Study material:
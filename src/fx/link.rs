//! Annotation-driven linking of effect parameters to registry resources.
//!
//! Linking runs once per parameter after an effect is constructed. It never
//! fails: every problem is logged and the parameter is left unlinked, so a
//! malformed annotation cannot keep the rest of the effect from loading.

use std::sync::Arc;

use crate::backend::{
    AnnotationValue, Extent3d, NativeEffect, NativeHandle, ParameterKind, TextureDescriptor,
    TextureFormat, TextureKind, TextureUsage,
};

use super::resource::Resource;
use super::{Binding, Parameter, Texture};

/// Name of the registry texture bound to a texture parameter.
pub const TEXTURE_ANNOTATION: &str = "texture";
/// File to load the texture from when it is not registered yet.
pub const FILE_ANNOTATION: &str = "file";
/// Global parameter this parameter receives values from.
pub const SOURCE_ANNOTATION: &str = "source";
/// One, two or three components: cube edge, 2D size or volume size.
pub const SIZE_ANNOTATION: &str = "size";
pub const FORMAT_ANNOTATION: &str = "format";
pub const MIPMAPS_ANNOTATION: &str = "mipmaps";
pub const RENDER_TARGET_ANNOTATION: &str = "rendertarget";

pub(crate) struct Linker<'a> {
    pub binding: &'a Arc<Binding>,
    pub native: &'a dyn NativeEffect,
    pub effect_name: &'a str,
}

impl Linker<'_> {
    pub fn link(&self, parameter: &Arc<Parameter>) {
        let Some(handle) = parameter.native_handle() else {
            return;
        };

        if parameter.value_kind() == ParameterKind::Texture {
            self.link_texture(parameter, handle);
        }

        if let Some(source) = self.string_annotation(handle, SOURCE_ANNOTATION) {
            self.link_source(parameter, &source);
        }
    }

    fn link_texture(&self, parameter: &Arc<Parameter>, handle: NativeHandle) {
        let Some(texture_name) = self.string_annotation(handle, TEXTURE_ANNOTATION) else {
            return;
        };

        let registry = self.binding.registry();
        let texture = match registry.get_texture(&texture_name) {
            Some(texture) => Some(texture),
            None => match self.string_annotation(handle, FILE_ANNOTATION) {
                Some(file) => match registry.load_texture(self.binding, &texture_name, &file) {
                    Ok(texture) => Some(texture),
                    Err(err) => {
                        log::warn!(
                            "Effect '{}': failed to load texture '{}' from '{}': {}",
                            self.effect_name,
                            texture_name,
                            file,
                            err
                        );
                        None
                    }
                },
                None => self.link_new_texture(parameter, handle, &texture_name),
            },
        };

        let Some(texture) = texture else {
            log::warn!(
                "Effect '{}': texture '{}' for parameter '{}' could not be resolved; left unbound",
                self.effect_name,
                texture_name,
                parameter.name()
            );
            return;
        };

        if let Err(err) = parameter.set_texture(Some(texture)) {
            log::warn!(
                "Effect '{}': binding texture '{}' to '{}' failed: {}",
                self.effect_name,
                texture_name,
                parameter.name(),
                err
            );
        }
    }

    /// Synthesize a texture from the parameter's creation annotations.
    fn link_new_texture(
        &self,
        parameter: &Parameter,
        handle: NativeHandle,
        texture_name: &str,
    ) -> Option<Arc<Texture>> {
        let format = match self.string_annotation(handle, FORMAT_ANNOTATION) {
            Some(name) => match TextureFormat::from_name(&name) {
                Some(format) => format,
                None => {
                    log::warn!(
                        "Effect '{}': unknown format '{}' on '{}'",
                        self.effect_name,
                        name,
                        parameter.name()
                    );
                    return None;
                }
            },
            None => {
                log::warn!(
                    "Effect '{}': parameter '{}' names missing texture '{}' but has no format",
                    self.effect_name,
                    parameter.name(),
                    texture_name
                );
                return None;
            }
        };

        let size = self
            .native
            .annotation(handle, SIZE_ANNOTATION)
            .and_then(|value| value.as_vector());
        let (kind, extent) = match size.as_deref() {
            None => {
                let config = self.binding.config();
                let (width, height) = self
                    .binding
                    .backbuffer_size()
                    .unwrap_or(config.fallback_texture_size);
                (TextureKind::D2, Extent3d::new_2d(width, height))
            }
            Some(components) => {
                if components.iter().any(|&c| c < 1.0) {
                    log::warn!(
                        "Effect '{}': invalid size {:?} on '{}'",
                        self.effect_name,
                        components,
                        parameter.name()
                    );
                    return None;
                }
                match *components {
                    [edge] => (TextureKind::Cube, Extent3d::new_2d(edge as u32, edge as u32)),
                    [w, h] => (TextureKind::D2, Extent3d::new_2d(w as u32, h as u32)),
                    [w, h, d] => (
                        TextureKind::Volume,
                        Extent3d::new_3d(w as u32, h as u32, d as u32),
                    ),
                    _ => {
                        log::warn!(
                            "Effect '{}': size of '{}' needs 1 to 3 components, got {}",
                            self.effect_name,
                            parameter.name(),
                            components.len()
                        );
                        return None;
                    }
                }
            }
        };

        let mipmaps = self.bool_annotation(handle, MIPMAPS_ANNOTATION).unwrap_or(false);
        let render_target = self
            .bool_annotation(handle, RENDER_TARGET_ANNOTATION)
            .unwrap_or(true);

        let mut usage = TextureUsage::TEXTURE_BINDING;
        if render_target {
            usage |= TextureUsage::RENDER_ATTACHMENT;
        } else {
            usage |= TextureUsage::COPY_DST;
        }
        if mipmaps {
            usage |= TextureUsage::AUTOGEN_MIPMAPS;
        }

        let descriptor = TextureDescriptor {
            label: Some(texture_name.to_string()),
            kind,
            size: extent,
            mip_levels: if mipmaps { extent.full_mip_levels() } else { 1 },
            format,
            usage,
        };

        match self
            .binding
            .registry()
            .create_texture(self.binding, texture_name, &descriptor)
        {
            Ok(texture) => {
                log::debug!(
                    "Effect '{}': synthesized texture '{}' for '{}'",
                    self.effect_name,
                    texture_name,
                    parameter.name()
                );
                Some(texture)
            }
            Err(err) => {
                log::warn!(
                    "Effect '{}': creating texture '{}' failed: {}",
                    self.effect_name,
                    texture_name,
                    err
                );
                None
            }
        }
    }

    /// Attach `parameter` to the named global, creating the global when needed.
    fn link_source(&self, parameter: &Arc<Parameter>, source: &str) {
        let registry = self.binding.registry();

        let global = match registry.get_parameter(source, parameter.desc()) {
            Some(global) => {
                if let Err(err) = parameter.set(global.value()) {
                    log::warn!(
                        "Effect '{}': seeding '{}' from '{}' failed: {}",
                        self.effect_name,
                        parameter.name(),
                        source,
                        err
                    );
                }
                global
            }
            None if registry.contains_parameter(source) => {
                log::warn!(
                    "Effect '{}': global '{}' does not match the type of '{}'",
                    self.effect_name,
                    source,
                    parameter.name()
                );
                return;
            }
            None => {
                let Some(global) =
                    registry.create_parameter(self.binding, source, parameter.desc())
                else {
                    return;
                };
                if let Err(err) = global.set(parameter.value()) {
                    log::warn!(
                        "Effect '{}': seeding global '{}' failed: {}",
                        self.effect_name,
                        source,
                        err
                    );
                }
                global
            }
        };

        match global.attach(parameter) {
            Ok(()) => parameter.set_link_source(&global),
            Err(err) => log::warn!(
                "Effect '{}': linking '{}' to '{}' failed: {}",
                self.effect_name,
                parameter.name(),
                source,
                err
            ),
        }
    }

    fn string_annotation(&self, handle: NativeHandle, name: &str) -> Option<String> {
        match self.native.annotation(handle, name)? {
            AnnotationValue::String(value) => Some(value),
            other => {
                log::warn!(
                    "Effect '{}': annotation '{}' should be a string, found {:?}",
                    self.effect_name,
                    name,
                    other
                );
                None
            }
        }
    }

    fn bool_annotation(&self, handle: NativeHandle, name: &str) -> Option<bool> {
        self.native
            .annotation(handle, name)
            .and_then(|value| value.as_bool())
    }
}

Required action: Within the listing, count the lines that contain the word "ParameterKind", and give the count by itself.

Response below: 2